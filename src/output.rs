//! The operator's two streams.
//!
//! Every write is flushed immediately, and write failures (a closed terminal,
//! a reader that went away) are logged and otherwise ignored so that they can
//! never take the supervisor down.

use std::fmt;
use std::io::{self, Stderr, Stdout, Write};

pub struct Output<O, E> {
    out: O,
    err: E,
}

impl Output<Stdout, Stderr> {
    pub fn stdio() -> Self {
        Self::new(io::stdout(), io::stderr())
    }
}

impl<O: Write, E: Write> Output<O, E> {
    pub const fn new(out: O, err: E) -> Self {
        Self { out, err }
    }

    /// Writes one line to the output stream.
    pub fn line(&mut self, args: fmt::Arguments) {
        if let Err(err) = write_line(&mut self.out, args) {
            debug!("dropped output line: {}", err);
        }
    }

    /// Writes one line to the diagnostic stream.
    pub fn diag(&mut self, args: fmt::Arguments) {
        if let Err(err) = write_line(&mut self.err, args) {
            debug!("dropped diagnostic line: {}", err);
        }
    }

    pub fn into_inner(self) -> (O, E) {
        (self.out, self.err)
    }
}

fn write_line<W: Write>(w: &mut W, args: fmt::Arguments) -> io::Result<()> {
    w.write_fmt(args)?;
    w.write_all(b"\n")?;
    w.flush()
}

###

→ **Exercise aim**:
Make an exact copy of each line, beginning at the one containing "fn write_line<W: Write>(w: &mut" and ending with the last line of the data, and of no other line.

→ **Solution to the exercise**:
fn write_line<W: Write>(w: &mut W, args: fmt::Arguments) -> io::Result<()> {
    w.write_fmt(args)?;
    w.write_all(b"\n")?;
    w.flush()
}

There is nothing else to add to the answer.